Posted on 02/12/2004 7:26:52 AM PST by Diamond

Stem Cells Mined From Human Embryo Clone
In Therapeutic Breakthrough, South Korean Researchers Cull Stem Cells From Cloned Human Embryo

The Associated Press


WASHINGTON Feb. 11 — Researchers in South Korea for the first time have cloned a human embryo and then culled stem cells from it, marking an important step toward one day growing patients' own replacement tissue to treat diseases.

The experiment is sure to revive controversy over human cloning, both in the United States and internationally.

This is not cloning to make babies. Instead it's called therapeutic cloning, in which embryos that are the genetic twins of a particular patient are grown in a test-tube to supply master stem cells that can grow into any tissue without being rejected by that patient's immune system.

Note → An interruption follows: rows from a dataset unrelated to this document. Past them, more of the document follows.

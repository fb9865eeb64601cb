#![allow(dead_code)]

use std::collections::HashMap;
use std::path::{Path, PathBuf};
use std::sync::{Arc, Mutex};

use chrono::NaiveDate;
use positive_surprise::workflows::positive_surprise::queries::{
    Query, POSITIVE_SURPRISE_EXECUTION, UPCOMING_VOYAGES, VOYAGE_CABIN_PRINT_DATA,
    VOYAGE_DEPARTMENT_DATA, VOYAGE_PUSH_NOTIFICATIONS_DATA, VOYAGE_SPA_PRINT_DATA,
};
use positive_surprise::workflows::positive_surprise::{
    Collaborators, JobOptions, JobSettings, MailError, Mailer, NotificationSettings,
    OutboundEmail, PageOptions, PortalError, PortalGateway, PositiveSurpriseJob, RemoteTransfer,
    RenderRequest, RunDate, Table, TemplateError, TemplateRenderer, TransferError,
    WarehouseError, WarehouseGateway,
};

pub const PORTAL_BASE: &str = "https://sp.example/sites/HAG";
pub const OPERATIONS: &str = "biautomations@hollandamerica.com";
pub const UPLOAD_DIR: &str = "/approot/offers/upload";

pub fn run_date() -> RunDate {
    RunDate(NaiveDate::from_ymd_opt(2026, 10, 19).expect("valid date"))
}

pub fn table(columns: &[&str], rows: &[&[Option<&str>]]) -> Table {
    let mut table = Table::new(columns.iter().copied());
    for row in rows {
        table
            .push_row(row.iter().map(|cell| cell.map(str::to_string)).collect())
            .expect("row width matches");
    }
    table
}

/// Answers queries by name, or by `name:SHIP` when a ship-scoped response
/// is registered. Unregistered queries return an empty table.
#[derive(Debug, Default, Clone)]
pub struct FakeWarehouse {
    responses: Arc<Mutex<HashMap<String, Table>>>,
    calls: Arc<Mutex<Vec<Query>>>,
}

impl FakeWarehouse {
    pub fn respond(&self, key: &str, table: Table) -> &Self {
        self.responses
            .lock()
            .expect("responses mutex")
            .insert(key.to_string(), table);
        self
    }

    pub fn calls(&self) -> Vec<Query> {
        self.calls.lock().expect("calls mutex").clone()
    }

    pub fn calls_named(&self, name: &str) -> Vec<Query> {
        self.calls()
            .into_iter()
            .filter(|query| query.name == name)
            .collect()
    }
}

impl WarehouseGateway for FakeWarehouse {
    fn query(&self, query: &Query) -> Result<Table, WarehouseError> {
        self.calls.lock().expect("calls mutex").push(query.clone());
        let responses = self.responses.lock().expect("responses mutex");
        let scoped = query
            .bindings
            .first()
            .map(|ship| format!("{}:{}", query.name, ship));
        Ok(scoped
            .and_then(|key| responses.get(&key).cloned())
            .or_else(|| responses.get(query.name).cloned())
            .unwrap_or_default())
    }
}

#[derive(Debug, Default, Clone)]
pub struct FakePortal {
    pushed: Arc<Mutex<Vec<(String, String)>>>,
}

impl FakePortal {
    /// `(file name, portal path)` in upload order.
    pub fn pushed(&self) -> Vec<(String, String)> {
        self.pushed.lock().expect("portal mutex").clone()
    }
}

impl PortalGateway for FakePortal {
    fn push(&self, local_file: &Path, portal_path: &str) -> Result<(), PortalError> {
        if !local_file.exists() {
            return Err(PortalError::Read {
                path: local_file.display().to_string(),
                source: std::io::Error::from(std::io::ErrorKind::NotFound),
            });
        }
        let name = local_file
            .file_name()
            .map(|name| name.to_string_lossy().into_owned())
            .unwrap_or_default();
        self.pushed
            .lock()
            .expect("portal mutex")
            .push((name, portal_path.to_string()));
        Ok(())
    }
}

/// Writes a placeholder PDF where the templating service would.
#[derive(Debug, Default, Clone)]
pub struct FakeRenderer {
    rendered: Arc<Mutex<Vec<(String, &'static str, usize)>>>,
}

impl FakeRenderer {
    /// `(merge file name, template, record count)` per render.
    pub fn rendered(&self) -> Vec<(String, &'static str, usize)> {
        self.rendered.lock().expect("renderer mutex").clone()
    }
}

impl TemplateRenderer for FakeRenderer {
    fn render(&self, request: &RenderRequest<'_>) -> Result<Vec<PathBuf>, TemplateError> {
        std::fs::create_dir_all(request.output_dir).map_err(|source| TemplateError::Io {
            path: request.output_dir.to_path_buf(),
            source,
        })?;
        let merged = request.output_dir.join(request.merge_file_name);
        std::fs::write(&merged, b"%PDF-1.7").map_err(|source| TemplateError::Io {
            path: merged.clone(),
            source,
        })?;
        self.rendered.lock().expect("renderer mutex").push((
            request.merge_file_name.to_string(),
            request.dictionary.template_name,
            request.dictionary.record_count(),
        ));
        Ok(vec![merged])
    }
}

#[derive(Debug, Default, Clone)]
pub struct FakeMailer {
    sent: Arc<Mutex<Vec<OutboundEmail>>>,
}

impl FakeMailer {
    pub fn sent(&self) -> Vec<OutboundEmail> {
        self.sent.lock().expect("mailer mutex").clone()
    }

    pub fn with_subject_containing(&self, needle: &str) -> Vec<OutboundEmail> {
        self.sent()
            .into_iter()
            .filter(|email| email.subject.contains(needle))
            .collect()
    }
}

impl Mailer for FakeMailer {
    fn send(&self, email: &OutboundEmail) -> Result<(), MailError> {
        self.sent.lock().expect("mailer mutex").push(email.clone());
        Ok(())
    }
}

/// Records copied files; files whose name starts with a failing prefix are
/// rejected.
#[derive(Debug, Default, Clone)]
pub struct FakeTransfer {
    failing_prefix: Option<String>,
    copied: Arc<Mutex<Vec<(String, String)>>>,
}

impl FakeTransfer {
    pub fn failing_for(prefix: &str) -> Self {
        Self {
            failing_prefix: Some(prefix.to_string()),
            copied: Arc::default(),
        }
    }

    /// `(file name, remote dir)` for successful copies.
    pub fn copied(&self) -> Vec<(String, String)> {
        self.copied.lock().expect("transfer mutex").clone()
    }
}

impl RemoteTransfer for FakeTransfer {
    fn put(&self, local_file: &Path, remote_dir: &str) -> Result<(), TransferError> {
        let name = local_file
            .file_name()
            .map(|name| name.to_string_lossy().into_owned())
            .unwrap_or_default();
        if let Some(prefix) = &self.failing_prefix {
            if name.starts_with(prefix.as_str()) {
                return Err(TransferError::Unavailable(format!(
                    "connection refused while copying {name}"
                )));
            }
        }
        self.copied
            .lock()
            .expect("transfer mutex")
            .push((name, remote_dir.to_string()));
        Ok(())
    }
}

/// Fakes shared between the job under test and the assertions.
#[derive(Debug, Default, Clone)]
pub struct Harness {
    pub warehouse: FakeWarehouse,
    pub portal: FakePortal,
    pub renderer: FakeRenderer,
    pub mailer: FakeMailer,
    pub transfer: FakeTransfer,
}

impl Harness {
    pub fn job(&self) -> PositiveSurpriseJob {
        PositiveSurpriseJob::new(
            Collaborators {
                warehouse: Box::new(self.warehouse.clone()),
                portal: Box::new(self.portal.clone()),
                renderer: Box::new(self.renderer.clone()),
                mailer: Box::new(self.mailer.clone()),
                transfer: Box::new(self.transfer.clone()),
            },
            JobSettings {
                portal_base_url: PORTAL_BASE.to_string(),
                notification: NotificationSettings {
                    operations: OPERATIONS.to_string(),
                    dashboard_url: "https://app.powerbi.example/positive-surprise".to_string(),
                },
                remote_upload_dir: UPLOAD_DIR.to_string(),
                page_options: PageOptions::default(),
            },
            run_date(),
        )
    }
}

pub fn options(root: &Path, publish: bool, app_push: bool) -> JobOptions {
    JobOptions {
        publish,
        app_push,
        output_path: root.join("output"),
        recipient_list: root.join("communication").join("ship_email_list.csv"),
    }
}

pub fn write_recipients(root: &Path, rows: &[(&str, &str)]) {
    let dir = root.join("communication");
    std::fs::create_dir_all(&dir).expect("communication dir");
    let mut contents = String::from("Ship,Recipients\n");
    for (ship, recipients) in rows {
        contents.push_str(&format!("{ship},{recipients}\n"));
    }
    std::fs::write(dir.join("ship_email_list.csv"), contents).expect("write recipients");
}

pub const PUSH_COLUMNS: [&str; 6] = [
    "SHIP_NAME",
    "SHIP_CODE",
    "FIRST_NAME",
    "CABIN",
    "OFFERTITLE",
    "DELIVERY_DATE",
];

/// Three EURODAM guests and one ZUIDERDAM guest.
pub fn push_table() -> Table {
    table(
        &PUSH_COLUMNS,
        &[
            &[Some("ZUIDERDAM"), Some("ZU"), Some("Ada"), Some("2001"), Some("Spa Credit"), Some("2026-10-25")],
            &[Some("EURODAM"), Some("EU"), Some("Ben"), Some("1001"), None, Some("2026-10-26")],
            &[Some("EURODAM"), None, Some("Cy"), Some("1002"), Some("Dinner"), Some("2026-10-26")],
            &[Some("EURODAM"), Some("EU"), Some("Di"), Some("1003"), Some("Dinner"), Some("2026-10-27")],
        ],
    )
}

const SPA_COLUMNS: [&str; 10] = [
    "CABIN",
    "NAME",
    "OFFER_GIFT_CARD",
    "OFFER",
    "TC",
    "LOCATION",
    "SHIP_NAME",
    "SAIL_DATE",
    "HOUSEKEEP_SECTION",
    "EXPIRATION_DATE",
];

const CABIN_COLUMNS: [&str; 21] = [
    "CABIN",
    "NAME",
    "HEADER",
    "OFFER1_GIFT_CARD",
    "OFFER1",
    "TC1",
    "LOCATION1",
    "OFFER2_GIFT_CARD",
    "OFFER2",
    "TC2",
    "EXPIRATION_DATE2",
    "NAME2",
    "CABIN2",
    "LOCATION2",
    "SHIP_NAME2",
    "SAIL_DATE2",
    "HOUSEKEEP_SECTION2",
    "EXPIRATION_DATE",
    "SHIP_NAME",
    "SAIL_DATE",
    "HOUSEKEEP_SECTION",
];

/// Registers a two-voyage run: EURODAM with spa only, ZUIDERDAM with spa
/// and cc plus a cabin print file.
pub fn seed_two_voyages(warehouse: &FakeWarehouse) {
    warehouse
        .respond(
            POSITIVE_SURPRISE_EXECUTION,
            table(&["GUEST_ID"], &[&[Some("1")], &[Some("2")], &[Some("3")]]),
        )
        .respond(
            UPCOMING_VOYAGES,
            table(
                &["VOYAGE", "SHIP_NAME", "SAIL_DATE", "DEPARTMENT"],
                &[
                    &[Some("Z123"), Some("zuiderdam"), Some("2026-10-24"), Some("Spa")],
                    &[Some("Z123"), Some("ZUIDERDAM"), Some("2026-10-24"), Some("spa")],
                    &[Some("Z123"), Some("ZUIDERDAM"), Some("2026-10-24"), Some("CC")],
                    &[Some("E456"), Some("EURODAM"), Some("2026-10-25"), Some("spa")],
                ],
            ),
        )
        .respond(
            VOYAGE_DEPARTMENT_DATA,
            table(&["CABIN", "NAME", "OFFER"], &[&[Some("2001"), Some("Ada"), Some("Massage")]]),
        )
        .respond(
            VOYAGE_SPA_PRINT_DATA,
            table(
                &SPA_COLUMNS,
                &[&[
                    Some("2001"),
                    Some("Ada"),
                    None,
                    Some("Massage"),
                    Some("Terms apply"),
                    Some("Deck 9"),
                    Some("ZUIDERDAM"),
                    Some("2026-10-24"),
                    Some("A"),
                    None,
                ]],
            ),
        )
        .respond(
            &format!("{VOYAGE_CABIN_PRINT_DATA}:ZUIDERDAM"),
            table(&CABIN_COLUMNS, &[&[Some("2001"); 21]]),
        )
        .respond(VOYAGE_PUSH_NOTIFICATIONS_DATA, push_table());
}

The technique offers the potential of breakthrough treatments for diabetes, Parkinson's and other diseases, but any therapy is years away from being tested in people.

Scientists have used therapeutic cloning to partially cure laboratory mice with an immune system disease. And they know how to cull stem cells from human embryos left over in fertility clinics, offering the potential of cell therapy but not patient-specific treatment.

But attempts at cloning a human embryo in the stem-cell quest have failed until now.

Scientists from Seoul National University report they succeeded thanks, they say, to using extremely fresh eggs donated by South Korean volunteers and finding a gentler way of handling the genetic material inside them.

The report appears in Friday's edition of the journal Science.

It's elegant work that provides long-anticipated proof that the technique is possible using human cells, said stem-cell researcher Dr. Rudolf Jaenisch of the Whitehead Institute for Biomedical Research in Cambridge, Mass.

"That's an important point to prove," he said.

Still, "it's not of practical use at this point," Jaenisch said, stressing that years of additional research are required.

For one thing, the cloning technique still doesn't work well: The Seoul team collected 242 eggs, from which they succeeded in cloning 30 blastocysts early-stage embryos containing a mere 100 cells. From those, they harvested just one colony of stem cells.

Still, it's likely to renew debate over whether all forms of human cloning should be banned. In Congress, the House last year voted to do that, but the Senate stalled over whether there should be an exception for research of this type.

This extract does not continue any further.